BTW, many of you e-mail me asking about a previous newsletter; well, I finally found enough time to create a newsletter archive page just for you. So if you missed a week or two or just need the newsletters for reference, click here to check them out.

1I am running Windows XP and continue to get a warning message from my computer telling me that my system is low on virtual memory. Can someone tell me why this is and how to fix it?

--Submitted by: Jared Y.

Before you can begin troubleshooting virtual memory, you need to understand what it is and how it works.

The easy answer would be to increase your RAM, but there are several factors that could contribute to your issue, so we'll start at the top.

If you are running a Windows XP machine and typically have several programs running, I would recommend no less than 512MB of RAM. A lot of manufacturers recommend only 256MB of RAM, and I believe Microsoft says that 128MB is sufficient. I would argue both of those by saying that most users do more than one thing at a time on their computer and from personal experience, more is better in the world of RAM.

RAM vs. virtual memory:
RAM is the amount of physical memory installed on your computer. It acts like short-term memory, enabling programs to load and operate faster. When you start a program or an application, it uses a part of that memory. Most programs will require at least 32MB of RAM. If you look in your system tray (next to the time), there are usually four or more programs running (antivirus, firewall, and so on). Those background programs alone require 128MB. Then if you use any programs, such as a Web browser or a word processor, it requires more memory.

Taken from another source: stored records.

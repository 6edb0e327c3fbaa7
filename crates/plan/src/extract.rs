use crate::step::ExtractedFile;
use regex::Regex;
use std::sync::OnceLock;

const RECOGNIZED_EXTENSIONS: &[&str] = &[
    "txt", "md", "json", "csv", "xlsx", "xls", "docx", "doc", "pdf", "pptx", "ppt", "png", "jpg",
    "jpeg", "gif", "svg", "html", "py", "rs", "js", "ts", "yaml", "yml", "toml", "zip", "mp4",
    "mp3", "wav",
];

fn absolute_path_pattern() -> &'static Regex {
    static RE: OnceLock<Regex> = OnceLock::new();
    RE.get_or_init(|| {
        let ext_group = RECOGNIZED_EXTENSIONS.join("|");
        Regex::new(&format!(
            r#"(?:["']([^"'\n]+\.(?:{ext}))["']|((?:/|[A-Za-z]:\\)[^\s"'\n]+\.(?:{ext})))"#,
            ext = ext_group
        ))
        .expect("static regex is valid")
    })
}

/// Parses file references (absolute paths or quoted names ending in a recognized
/// extension) out of free-text notes. Returns the notes unchanged (the source text
/// itself is not rewritten beyond what the caller already has) plus the extracted list.
pub fn extract_files(notes: &str) -> Vec<ExtractedFile> {
    let re = absolute_path_pattern();
    let mut found = Vec::new();
    for caps in re.captures_iter(notes) {
        let matched = caps
            .get(1)
            .or_else(|| caps.get(2))
            .map(|m| m.as_str().to_string());
        if let Some(path) = matched {
            let name = path
                .rsplit(['/', '\\'])
                .next()
                .unwrap_or(&path)
                .to_string();
            found.push(ExtractedFile { name, path });
        }
    }
    found
}
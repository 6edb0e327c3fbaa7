//! Publish/subscribe plan-progress events (C8). Publishing is non-blocking
//! from the publisher's perspective; subscribers run synchronously, in
//! registration order, and a subscriber that panics never takes down the
//! publisher.

use serde_json::Value;
use std::collections::HashMap;
use std::panic::{catch_unwind, AssertUnwindSafe};
use std::sync::{Arc, Mutex};

pub const TOPIC_PLAN_PROCESS: &str = "plan_process";

#[derive(Debug, Clone)]
pub struct Event {
    pub topic: String,
    pub payload: Value,
}

pub type Subscriber = Arc<dyn Fn(&Event) + Send + Sync>;

#[derive(Default)]
pub struct EventBus {
    subscribers: Mutex<HashMap<String, Vec<Subscriber>>>,
}

impl EventBus {
    pub fn new() -> Self {
        Self::default()
    }

    pub fn subscribe(&self, topic: impl Into<String>, subscriber: Subscriber) {
        let mut subs = self.subscribers.lock().expect("event bus lock poisoned");
        subs.entry(topic.into()).or_default().push(subscriber);
    }

    /// Invokes every subscriber of `topic` in registration order. A
    /// subscriber panic is caught and logged, never propagated.
    pub fn publish(&self, topic: &str, payload: Value) {
        let event = Event {
            topic: topic.to_string(),
            payload,
        };
        let subs = {
            let guard = self.subscribers.lock().expect("event bus lock poisoned");
            guard.get(topic).cloned().unwrap_or_default()
        };
        for subscriber in subs {
            let result = catch_unwind(AssertUnwindSafe(|| subscriber(&event)));
            if result.is_err() {
                tracing::warn!(topic, "event subscriber panicked, continuing");
            }
        }
    }
}
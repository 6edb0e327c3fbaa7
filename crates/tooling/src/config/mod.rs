//! Environment-driven configuration for every tunable in the spec's
//! Configuration table (§6), plus LLM provider connection settings.

pub mod env;

use llm::compression::CompressionConfig;
use llm::config::LlmClientConfig;

#[derive(Debug, Clone)]
pub struct Config {
    pub max_messages: usize,
    pub max_tool_content_length: usize,
    pub enable_context_compression: bool,
    pub max_context_tokens: usize,
    pub compression_threshold: f64,
    pub keep_initial_turns: usize,
    pub keep_recent_turns: usize,
    pub llm_timeout_secs: u64,
    pub llm_connect_timeout_secs: u64,
    pub workspace_path: String,
    pub max_concurrent_actors: usize,
    pub max_planner_retries: usize,
    pub max_actor_iterations: usize,
    pub log_format: String,
    pub log_level: String,
    pub llm_api_key: String,
    pub llm_base_url: String,
    pub llm_model: String,
}

impl Default for Config {
    fn default() -> Self {
        Self {
            max_messages: 20,
            max_tool_content_length: 50_000,
            enable_context_compression: false,
            max_context_tokens: 128_000,
            compression_threshold: 0.8,
            keep_initial_turns: 2,
            keep_recent_turns: 3,
            llm_timeout_secs: 180,
            llm_connect_timeout_secs: 30,
            workspace_path: "./workspace".to_string(),
            max_concurrent_actors: 5,
            max_planner_retries: 3,
            max_actor_iterations: 20,
            log_format: "pretty".to_string(),
            log_level: "info".to_string(),
            llm_api_key: String::new(),
            llm_base_url: "https://api.openai.com/v1".to_string(),
            llm_model: "gpt-4o".to_string(),
        }
    }
}

impl Config {
    /// Builds a `Config` from the process environment, falling back to the
    /// documented default for every variable that is unset or unparsable.
    pub fn from_env() -> Self {
        let default = Self::default();
        Self {
            max_messages: env::get_env_parse_or("MAX_MESSAGES", default.max_messages),
            max_tool_content_length: env::get_env_parse_or(
                "MAX_TOOL_CONTENT_LENGTH",
                default.max_tool_content_length,
            ),
            enable_context_compression: env::get_env_bool(
                "ENABLE_CONTEXT_COMPRESSION",
                default.enable_context_compression,
            ),
            max_context_tokens: env::get_env_parse_or("MAX_CONTEXT_TOKENS", default.max_context_tokens),
            compression_threshold: env::get_env_parse_or(
                "COMPRESSION_THRESHOLD",
                default.compression_threshold,
            ),
            keep_initial_turns: env::get_env_parse_or("KEEP_INITIAL_TURNS", default.keep_initial_turns),
            keep_recent_turns: env::get_env_parse_or("KEEP_RECENT_TURNS", default.keep_recent_turns),
            llm_timeout_secs: env::get_env_parse_or("LLM_TIMEOUT", default.llm_timeout_secs),
            llm_connect_timeout_secs: env::get_env_parse_or(
                "LLM_CONNECT_TIMEOUT",
                default.llm_connect_timeout_secs,
            ),
            workspace_path: env::get_env_or("WORKSPACE_PATH", &default.workspace_path),
            max_concurrent_actors: env::get_env_parse_or(
                "MAX_CONCURRENT_ACTORS",
                default.max_concurrent_actors,
            ),
            max_planner_retries: env::get_env_parse_or("MAX_PLANNER_RETRIES", default.max_planner_retries),
            max_actor_iterations: env::get_env_parse_or(
                "MAX_ACTOR_ITERATIONS",
                default.max_actor_iterations,
            ),
            log_format: env::get_env_or("LOG_FORMAT", &default.log_format),
            log_level: env::get_env_or("LOG_LEVEL", &default.log_level),
            llm_api_key: env::get_env_or("LLM_API_KEY", &default.llm_api_key),
            llm_base_url: env::get_env_or("LLM_BASE_URL", &default.llm_base_url),
            llm_model: env::get_env_or("LLM_MODEL", &default.llm_model),
        }
    }

    pub fn with_workspace_path(mut self, path: impl Into<String>) -> Self {
        self.workspace_path = path.into();
        self
    }

    pub fn with_max_concurrent_actors(mut self, n: usize) -> Self {
        self.max_concurrent_actors = n;
        self
    }

    /// Bound actually applied by the scheduler: `min(5, max_concurrent_actors)`.
    pub fn scheduler_cap(&self) -> usize {
        self.max_concurrent_actors.min(5)
    }

    pub fn compression_config(&self) -> CompressionConfig {
        CompressionConfig {
            max_context_tokens: self.max_context_tokens,
            compression_threshold: self.compression_threshold,
            keep_initial_turns: self.keep_initial_turns,
            keep_recent_turns: self.keep_recent_turns,
            enable_context_compression: self.enable_context_compression,
        }
    }

    pub fn llm_client_config(&self) -> LlmClientConfig {
        LlmClientConfig {
            max_messages: self.max_messages,
            max_tool_content_length: self.max_tool_content_length,
            compression: self.compression_config(),
            context_length_shrink_groups: 2,
        }
    }
}

#[cfg(test)]
mod tests {
    use super::*;

    #[test]
    fn default_config_matches_spec_defaults() {
        let config = Config::default();
        assert_eq!(config.max_messages, 20);
        assert_eq!(config.max_tool_content_length, 50_000);
        assert!(!config.enable_context_compression);
        assert_eq!(config.max_context_tokens, 128_000);
        assert_eq!(config.compression_threshold, 0.8);
        assert_eq!(config.keep_initial_turns, 2);
        assert_eq!(config.keep_recent_turns, 3);
        assert_eq!(config.llm_timeout_secs, 180);
    }

    #[test]
    fn scheduler_cap_never_exceeds_five() {
        let config = Config::default().with_max_concurrent_actors(100);
        assert_eq!(config.scheduler_cap(), 5);
    }

    #[test]
    fn scheduler_cap_respects_lower_configured_value() {
        let config = Config::default().with_max_concurrent_actors(2);
        assert_eq!(config.scheduler_cap(), 2);
    }

    #[test]
    fn builder_overrides_workspace_path() {
        let config = Config::default().with_workspace_path("/tmp/acolib");
        assert_eq!(config.workspace_path, "/tmp/acolib");
    }
}
use crate::error::Result;
use crate::message::{ChatResponse, Message, ToolDefinition};
use async_trait::async_trait;

/// A single request to the underlying wire protocol. Built by `LlmClient`
/// after retry/compression bookkeeping; provider implementations translate
/// this into their own wire format.
#[derive(Debug, Clone)]
pub struct ChatRequest {
    pub messages: Vec<Message>,
    pub tools: Vec<ToolDefinition>,
    pub temperature: Option<f32>,
    pub max_tokens: Option<usize>,
    /// Whether the target model should run in "thinking" mode (§4.2).
    pub thinking: bool,
}

impl ChatRequest {
    pub fn new(messages: Vec<Message>) -> Self {
        Self {
            messages,
            tools: Vec::new(),
            temperature: None,
            max_tokens: None,
            thinking: false,
        }
    }

    pub fn with_tools(mut self, tools: Vec<ToolDefinition>) -> Self {
        self.tools = tools;
        self
    }

    pub fn with_temperature(mut self, temperature: f32) -> Self {
        self.temperature = Some(temperature);
        self
    }

    pub fn with_max_tokens(mut self, max_tokens: usize) -> Self {
        self.max_tokens = Some(max_tokens);
        self
    }

    pub fn with_thinking(mut self, thinking: bool) -> Self {
        self.thinking = thinking;
        self
    }
}

/// The raw wire-level model binding. One call = one HTTP round trip (or
/// equivalent). Retry, repair, and compression are layered on top by
/// `LlmClient`, not implemented here — this trait only has to speak one
/// provider's wire format.
#[async_trait]
pub trait ChatModel: Send + Sync {
    async fn raw_chat(&self, request: ChatRequest) -> Result<ChatResponse>;

    fn clone_box(&self) -> Box<dyn ChatModel>;
}

impl Clone for Box<dyn ChatModel> {
    fn clone(&self) -> Self {
        self.clone_box()
    }
}
use std::env;
use std::str::FromStr;

pub fn get_env(key: &str) -> Option<String> {
    env::var(key).ok()
}

pub fn get_env_or(key: &str, default: &str) -> String {
    get_env(key).unwrap_or_else(|| default.to_string())
}

pub fn get_env_parse<T: FromStr>(key: &str) -> Option<T> {
    get_env(key).and_then(|v| v.parse().ok())
}

pub fn get_env_parse_or<T: FromStr>(key: &str, default: T) -> T {
    match get_env(key) {
        Some(raw) => match raw.parse() {
            Ok(value) => value,
            Err(_) => {
                tracing::warn!(key, raw, "failed to parse environment variable, using default");
                default
            }
        },
        None => default,
    }
}

pub fn get_env_bool(key: &str, default: bool) -> bool {
    match get_env(key) {
        Some(raw) => matches!(raw.to_lowercase().as_str(), "true" | "1" | "yes" | "on"),
        None => default,
    }
}

#[cfg(test)]
mod tests {
    use super::*;
    use std::sync::Mutex;

    static ENV_LOCK: Mutex<()> = Mutex::new(());

    #[test]
    fn get_env_or_returns_default_when_unset() {
        let _guard = ENV_LOCK.lock().unwrap();
        env::remove_var("TOOLING_TEST_UNSET");
        assert_eq!(get_env_or("TOOLING_TEST_UNSET", "fallback"), "fallback");
    }

    #[test]
    fn get_env_parse_or_parses_valid_int() {
        let _guard = ENV_LOCK.lock().unwrap();
        env::set_var("TOOLING_TEST_INT", "42");
        assert_eq!(get_env_parse_or::<u32>("TOOLING_TEST_INT", 0), 42);
        env::remove_var("TOOLING_TEST_INT");
    }

    #[test]
    fn get_env_parse_or_falls_back_on_invalid_value() {
        let _guard = ENV_LOCK.lock().unwrap();
        env::set_var("TOOLING_TEST_BAD_INT", "not-a-number");
        assert_eq!(get_env_parse_or::<u32>("TOOLING_TEST_BAD_INT", 7), 7);
        env::remove_var("TOOLING_TEST_BAD_INT");
    }

    #[test]
    fn get_env_bool_recognizes_common_truthy_values() {
        let _guard = ENV_LOCK.lock().unwrap();
        for truthy in ["true", "TRUE", "1", "yes", "on"] {
            env::set_var("TOOLING_TEST_BOOL", truthy);
            assert!(get_env_bool("TOOLING_TEST_BOOL", false), "{truthy} should be truthy");
        }
        env::remove_var("TOOLING_TEST_BOOL");
    }

    #[test]
    fn get_env_bool_defaults_when_unset() {
        let _guard = ENV_LOCK.lock().unwrap();
        env::remove_var("TOOLING_TEST_BOOL_UNSET");
        assert!(!get_env_bool("TOOLING_TEST_BOOL_UNSET", false));
    }
}
//! Geographic points and great-circle distance.
//!
//! City and zip-code reference data carries a plain latitude/longitude pair
//! rather than a geospatial database type. Distances are computed with the
//! haversine formula, which is accurate to well under a mile at the
//! metro-area scale the catalog filters on.

use serde::{Deserialize, Serialize};

/// Mean earth radius in miles.
const EARTH_RADIUS_MILES: f64 = 3958.8;

/// A latitude/longitude pair in degrees (WGS 84).
#[derive(Debug, Clone, Copy, PartialEq, Serialize, Deserialize)]
pub struct GeoPoint {
    pub latitude: f64,
    pub longitude: f64,
}

impl GeoPoint {
    /// Create a point from latitude and longitude in degrees.
    #[must_use]
    pub const fn new(latitude: f64, longitude: f64) -> Self {
        Self {
            latitude,
            longitude,
        }
    }

    /// Great-circle distance to `other` in miles (haversine).
    #[must_use]
    pub fn distance_miles(&self, other: &Self) -> f64 {
        let lat1 = self.latitude.to_radians();
        let lat2 = other.latitude.to_radians();
        let d_lat = (other.latitude - self.latitude).to_radians();
        let d_lon = (other.longitude - self.longitude).to_radians();

        let a = (d_lat / 2.0).sin().powi(2)
            + lat1.cos() * lat2.cos() * (d_lon / 2.0).sin().powi(2);
        let c = 2.0 * a.sqrt().min(1.0).asin();

        EARTH_RADIUS_MILES * c
    }
}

Windows makes up the difference for that amount of RAM requirement by allocating or reserving a portion of your hard drive to act as though it were RAM. That's what is referred to as virtual memory, or page file. The less RAM you have the more virtual memory is allocated. Windows typically... Read more

--Submitted by Thomas L. of Silverton, Oregon, USA

Please click the following links for this week's:
Honorable mentions and It happened to me, here's what I did.

For Thomas's efforts, we’re sending him his choice of any Help.com Learning CD.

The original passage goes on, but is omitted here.